REQUIRED WORK: Search the data for the string "Deserialize", and report each line where it is found.

RECORDS FOR THIS TASK:
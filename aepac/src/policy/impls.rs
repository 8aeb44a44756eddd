use aepcore::{
    ac::{
        account::{
            Account,
            ADMINISTRATOR,
        },
        traits::PrivilegeBackend,
    },
    clock::{
        Clock,
        UtcClock,
    },
    freshness::{
        FreshnessRecord,
        FreshnessStatus,
        traits::FreshnessBackend,
    },
    platform::FPPlatform,
};
use std::{
    collections::BTreeSet,
    sync::Arc,
};

use crate::error::{
    Error,
    PasswordExpired,
};

use super::*;

impl Builder {
    pub fn new() -> Self {
        Self::default()
    }

    pub fn platform(mut self, val: impl FPPlatform + 'static) -> Self {
        self.platform = Some(Arc::new(val));
        self
    }

    pub fn boxed_platform(mut self, val: Arc<dyn FPPlatform>) -> Self {
        self.platform = Some(val);
        self
    }

    pub fn clock(mut self, val: impl Clock + 'static) -> Self {
        self.clock = Some(Arc::new(val));
        self
    }

    pub fn validity_window(mut self, val: i64) -> Self {
        self.validity_window = Some(val);
        self
    }

    pub fn privileged_role(mut self, val: impl Into<String>) -> Self {
        self.privileged_roles.insert(val.into());
        self
    }

    pub fn reset_url(mut self, val: impl Into<String>) -> Self {
        self.reset_url = Some(val.into());
        self
    }

    pub fn build(self) -> Result<Policy, Error> {
        let platform = self.platform
            .ok_or_else(|| Error::Misconfiguration(
                "missing required argument platform".to_string()
            ))?;
        let validity_window = self.validity_window.unwrap_or(VALIDITY_WINDOW);
        if validity_window <= 0 {
            return Err(Error::Misconfiguration(format!(
                "validity window must be positive, got {validity_window}"
            )));
        }
        let privileged_roles = if self.privileged_roles.is_empty() {
            BTreeSet::from([ADMINISTRATOR.to_string()])
        } else {
            self.privileged_roles
        };
        Ok(Policy(Arc::new(PolicyInner {
            platform,
            clock: self.clock
                .unwrap_or_else(|| Arc::new(UtcClock) as Arc<dyn Clock>),
            validity_window,
            privileged_roles,
            reset_url: self.reset_url
                .unwrap_or_else(|| DEFAULT_RESET_URL.to_string()),
        })))
    }
}

impl Policy {
    pub(crate) fn platform(&self) -> &dyn FPPlatform {
        self.0.platform.as_ref()
    }

    pub fn now(&self) -> i64 {
        self.0.clock.now()
    }

    pub fn validity_window(&self) -> i64 {
        self.0.validity_window
    }

    pub fn reset_url(&self) -> &str {
        self.0.reset_url.as_ref()
    }
}

// Privilege determination

impl Policy {
    /// An account is privileged if it holds any of the privileged roles,
    /// or if the platform reports it as a super-admin.
    pub async fn is_privileged(
        &self,
        account: &Account,
    ) -> Result<bool, Error> {
        if account.has_any_role(
            self.0.privileged_roles.iter().map(String::as_str)
        ) {
            return Ok(true);
        }
        Ok(self.platform().is_super_admin(account.id).await?)
    }
}

// Freshness record management

impl Policy {
    /// Record that the password for the account was changed at the
    /// provided timestamp, or now if none was provided.  Returns the
    /// timestamp that was written.
    pub async fn record_password_changed(
        &self,
        account_id: i64,
        at: Option<i64>,
    ) -> Result<i64, Error> {
        let ts = match at {
            Some(at) if at < 0 => return Err(Error::InvalidTimestamp(at)),
            Some(at) => at,
            None => self.now(),
        };
        self.platform()
            .set_freshness_record(&FreshnessRecord::new(account_id, ts))
            .await?;
        log::info!("recorded password change for account {account_id} at {ts}");
        Ok(ts)
    }

    pub async fn get_freshness_record(
        &self,
        account_id: i64,
    ) -> Result<Option<FreshnessRecord>, Error> {
        Ok(self.platform().get_freshness_record(account_id).await?)
    }

    /// Report the freshness of the account's password as of now; this
    /// never writes a record.
    pub async fn freshness_status(
        &self,
        account_id: i64,
    ) -> Result<FreshnessStatus, Error> {
        let record = self.get_freshness_record(account_id).await?;
        Ok(FreshnessStatus::new(
            record.as_ref(),
            self.now(),
            self.0.validity_window,
        ))
    }
}

// Login evaluation

impl Policy {
    /// Evaluate the outcome of credential verification against the policy.
    ///
    /// Failures and anything that isn't a resolved account pass through
    /// untouched, as do accounts that are not privileged.  A privileged
    /// account without a record has its record started now.  A privileged
    /// account whose password was last set at least the validity window
    /// ago is rejected with `AuthenticationError::PasswordExpired`.
    ///
    /// The outer `Err` denotes a fault in looking up or recording the
    /// freshness record, which must not be treated as either outcome.
    pub async fn evaluate_login(
        &self,
        credential: CredentialResult,
    ) -> Result<CredentialResult, Error> {
        let expired = match &credential {
            Ok(principal) => match principal.account() {
                Some(account) => self.check_account(account).await?,
                None => None,
            },
            Err(_) => None,
        };
        Ok(match expired {
            Some(expired) => Err(expired.into()),
            None => credential,
        })
    }

    async fn check_account(
        &self,
        account: &Account,
    ) -> Result<Option<PasswordExpired>, Error> {
        if !self.is_privileged(account).await? {
            return Ok(None);
        }
        let now = self.now();
        let record = match self.get_freshness_record(account.id).await? {
            Some(record) => record,
            None => {
                log::debug!(
                    "no password freshness record for account {}; starting one at {now}",
                    account.id,
                );
                self.platform()
                    .set_freshness_record(&FreshnessRecord::new(account.id, now))
                    .await?;
                return Ok(None);
            }
        };
        if record.is_expired(now, self.0.validity_window) {
            log::info!(
                "rejecting login for account {}: password last reset at {}",
                account.id,
                record.last_reset_at,
            );
            Ok(Some(PasswordExpired::new(self.reset_url())))
        } else {
            Ok(None)
        }
    }
}
//! A stand-in for `chrono::Utc` with a settable, per-thread notion of now.
use std::cell::Cell;

pub use ::chrono::{
    DateTime,
    TimeZone,
};

thread_local! {
    static TIMESTAMP: Cell<i64> = const { Cell::new(1234567890) };
}

pub fn set_timestamp(ts: i64) {
    TIMESTAMP.with(|t| t.set(ts));
}

pub struct Utc;

impl Utc {
    pub fn now() -> DateTime<::chrono::Utc> {
        ::chrono::Utc
            .timestamp_opt(TIMESTAMP.with(Cell::get), 0)
            .single()
            .unwrap_or_default()
    }
}
use serde::{Deserialize, Serialize};
use std::collections::BTreeSet;

/// The role label granted to site administrators.
pub const ADMINISTRATOR: &str = "administrator";

#[derive(Clone, Debug, Eq, PartialEq, Deserialize, Serialize)]
pub struct Account {
    pub id: i64,
    pub name: String,
    pub roles: BTreeSet<String>,
}

mod impls;
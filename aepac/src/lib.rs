pub mod error;
pub mod hooks;
pub mod policy;

pub use policy::Policy;
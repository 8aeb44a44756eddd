#[cfg(feature = "ac")]
pub mod ac;
#[cfg(feature = "chrono")]
pub mod chrono;
pub mod clock;
pub mod core;

mod utils;
pub use utils::*;
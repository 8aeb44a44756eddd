use std::sync::Arc;

/// Source of the current time, in seconds since the unix epoch.
pub trait Clock: Send + Sync {
    fn now(&self) -> i64;
}

/// The wall clock.
#[derive(Clone, Copy, Debug, Default)]
pub struct UtcClock;

impl Clock for UtcClock {
    fn now(&self) -> i64 {
        crate::chrono::Utc::now().timestamp()
    }
}

impl<C: Clock + ?Sized> Clock for Arc<C> {
    fn now(&self) -> i64 {
        self.as_ref().now()
    }
}

#[cfg(test)]
mod test {
    use std::sync::Arc;
    use test_aep::chrono::set_timestamp;
    use super::{
        Clock,
        UtcClock,
    };

    #[test]
    fn utc_clock() {
        set_timestamp(1234567890);
        assert_eq!(UtcClock.now(), 1234567890);
        set_timestamp(7776000);
        assert_eq!(UtcClock.now(), 7776000);
        let clock: Arc<dyn Clock> = Arc::new(UtcClock);
        assert_eq!(clock.now(), 7776000);
    }
}
use crate::ac::traits::{
    MetaBackend,
    PrivilegeBackend,
};

mod connector;
pub use connector::ConnectorOption;

pub trait PlatformUrl {
    fn url(&self) -> &str;
}

/// FPPlatform - Freshness Policy Platform
///
/// The set of capabilities the identity provider must offer for the
/// password freshness policy to be enforced against its accounts.
///
/// This trait is applicable to everything that correctly implements the
/// relevant backends that compose this trait and opts in through
/// `DefaultFPPlatform`.
pub trait FPPlatform: MetaBackend
    + PrivilegeBackend

    + PlatformUrl

    + Send
    + Sync
{
    fn as_dyn(&self) -> &dyn FPPlatform;
}

pub trait DefaultFPPlatform {}

impl<P: MetaBackend
    + PrivilegeBackend

    + PlatformUrl

    + DefaultFPPlatform

    + Send
    + Sync
> FPPlatform for P {
    fn as_dyn(&self) -> &(dyn FPPlatform) {
        self
    }
}
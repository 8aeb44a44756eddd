use aepac::{
    error::AuthenticationError,
    policy::{
        Builder as PolicyBuilder,
        DEFAULT_RESET_URL,
    },
    Policy,
};
use aepcore::{
    ac::{
        account::Account,
        traits::AccountBackend,
        Principal,
    },
    platform::ConnectorOption,
};
use aepdb_sqlite::SqliteBackend;
use clap::{
    Parser,
    Subcommand,
};

#[derive(Debug, Parser)]
struct Cli {
    #[command(subcommand)]
    command: Commands,
    #[clap(long, value_name = "AEPAC_DB_URL", env = "AEPAC_DB_URL")]
    aepac_db_url: String,
    #[clap(long, value_name = "AEPAC_RESET_URL", env = "AEPAC_RESET_URL", default_value = DEFAULT_RESET_URL)]
    aepac_reset_url: String,
    #[clap(short = 'v', long = "verbose", action = clap::ArgAction::Count)]
    verbose: u8,
}

#[derive(Debug, Subcommand)]
enum Commands {
    #[command(arg_required_else_help = true)]
    Account {
        #[command(subcommand)]
        cmd: AccountCmd,
    },
    #[command(arg_required_else_help = true)]
    Role {
        #[command(subcommand)]
        cmd: RoleCmd,
    },
    #[command(arg_required_else_help = true)]
    SuperAdmin {
        #[command(subcommand)]
        cmd: SuperAdminCmd,
    },
    #[command(arg_required_else_help = true)]
    Password {
        #[command(subcommand)]
        cmd: PasswordCmd,
    },
    /// Evaluate a login for an account whose credentials were verified
    #[command(arg_required_else_help = true)]
    Login {
        name: String,
    },
}

#[derive(Debug, Subcommand)]
enum AccountCmd {
    #[command(arg_required_else_help = true)]
    Create {
        name: String,
    },
    #[command(arg_required_else_help = true)]
    Status {
        name: String,
        /// Print the status as JSON
        #[arg(long)]
        json: bool,
    },
}

#[derive(Debug, Subcommand)]
enum RoleCmd {
    #[command(arg_required_else_help = true)]
    Grant {
        name: String,
        role: String,
    },
    #[command(arg_required_else_help = true)]
    Revoke {
        name: String,
        role: String,
    },
}

#[derive(Debug, Subcommand)]
enum SuperAdminCmd {
    #[command(arg_required_else_help = true)]
    Grant {
        name: String,
    },
    #[command(arg_required_else_help = true)]
    Revoke {
        name: String,
    },
}

#[derive(Debug, Subcommand)]
enum PasswordCmd {
    /// Record that the account's password was changed
    #[command(arg_required_else_help = true)]
    Changed {
        name: String,
        /// Timestamp of the change in seconds since the epoch; defaults to now
        #[arg(long)]
        at: Option<i64>,
    },
}

#[tokio::main]
async fn main() -> anyhow::Result<()> {
    dotenvy::dotenv().ok();
    let args = Cli::parse();
    stderrlog::new()
        .module(module_path!())
        .module("aepac")
        .module("aepdb_sqlite")
        .verbosity((args.verbose as usize) + 1)
        .timestamp(stderrlog::Timestamp::Second)
        .init()?;

    let backend = SqliteBackend::fp(
        ConnectorOption::from(args.aepac_db_url)
            .auto_create_db(true)
    ).await?;
    let policy = PolicyBuilder::new()
        .platform(backend.clone())
        .reset_url(args.aepac_reset_url)
        .build()?;

    match args.command {
        Commands::Account { cmd } => {
            parse_account(&backend, &policy, cmd).await?;
        },
        Commands::Role { cmd } => {
            parse_role(&backend, cmd).await?;
        },
        Commands::SuperAdmin { cmd } => {
            parse_super_admin(&backend, cmd).await?;
        },
        Commands::Password { cmd } => {
            parse_password(&backend, &policy, cmd).await?;
        },
        Commands::Login { name } => {
            let account = get_account(&backend, &name).await?;
            match policy.evaluate_login(Ok(Principal::Account(account))).await? {
                Ok(_) => println!("login permitted for {name}"),
                Err(AuthenticationError::PasswordExpired(expired)) => {
                    println!("login rejected for {name}: {expired}");
                }
                Err(e) => println!("login rejected for {name}: {e}"),
            }
        },
    }

    Ok(())
}

async fn get_account(
    backend: &SqliteBackend,
    name: &str,
) -> anyhow::Result<Account> {
    backend.get_account_by_name(name).await?
        .ok_or_else(|| anyhow::anyhow!("no such account: {name:?}"))
}

async fn parse_account(
    backend: &SqliteBackend,
    policy: &Policy,
    arg: AccountCmd,
) -> anyhow::Result<()> {
    match arg {
        AccountCmd::Create { name } => {
            let id = backend.add_account(&name).await?;
            println!("account {name:?} created with id {id}");
        }
        AccountCmd::Status { name, json } => {
            let account = get_account(backend, &name).await?;
            let privileged = policy.is_privileged(&account).await?;
            let status = policy.freshness_status(account.id).await?;
            if json {
                println!("{}", serde_json::to_string_pretty(&serde_json::json!({
                    "account": account,
                    "privileged": privileged,
                    "freshness": status,
                }))?);
            } else {
                let roles = account.roles.iter()
                    .map(String::as_str)
                    .collect::<Vec<_>>()
                    .join(", ");
                println!("id: {}", account.id);
                println!("name: {}", account.name);
                println!("roles: [{roles}]");
                println!("privileged: {privileged}");
                println!("password: {status}");
            }
        }
    }
    Ok(())
}

async fn parse_role(
    backend: &SqliteBackend,
    arg: RoleCmd,
) -> anyhow::Result<()> {
    match arg {
        RoleCmd::Grant { name, role } => {
            let account = get_account(backend, &name).await?;
            if backend.grant_role_to_account(account.id, &role).await? {
                println!("role {role} granted to {name}");
            } else {
                println!("role {role} was already granted to {name}");
            }
        }
        RoleCmd::Revoke { name, role } => {
            let account = get_account(backend, &name).await?;
            if backend.revoke_role_from_account(account.id, &role).await? {
                println!("role {role} revoked from {name}");
            } else {
                println!("{name} has no role {role} to be revoked");
            }
        }
    }
    Ok(())
}

async fn parse_super_admin(
    backend: &SqliteBackend,
    arg: SuperAdminCmd,
) -> anyhow::Result<()> {
    match arg {
        SuperAdminCmd::Grant { name } => {
            let account = get_account(backend, &name).await?;
            if backend.set_super_admin(account.id, true).await? {
                println!("{name} is now a super-admin");
            } else {
                println!("{name} was already a super-admin");
            }
        }
        SuperAdminCmd::Revoke { name } => {
            let account = get_account(backend, &name).await?;
            if backend.set_super_admin(account.id, false).await? {
                println!("{name} is no longer a super-admin");
            } else {
                println!("{name} was not a super-admin");
            }
        }
    }
    Ok(())
}

async fn parse_password(
    backend: &SqliteBackend,
    policy: &Policy,
    arg: PasswordCmd,
) -> anyhow::Result<()> {
    match arg {
        PasswordCmd::Changed { name, at } => {
            let account = get_account(backend, &name).await?;
            let ts = policy.record_password_changed(account.id, at).await?;
            println!("recorded password change for {name} at {ts}");
        }
    }
    Ok(())
}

TASK SOLUTION:
use serde::{Deserialize, Serialize};
#[derive(Clone, Debug, Eq, PartialEq, Deserialize, Serialize)]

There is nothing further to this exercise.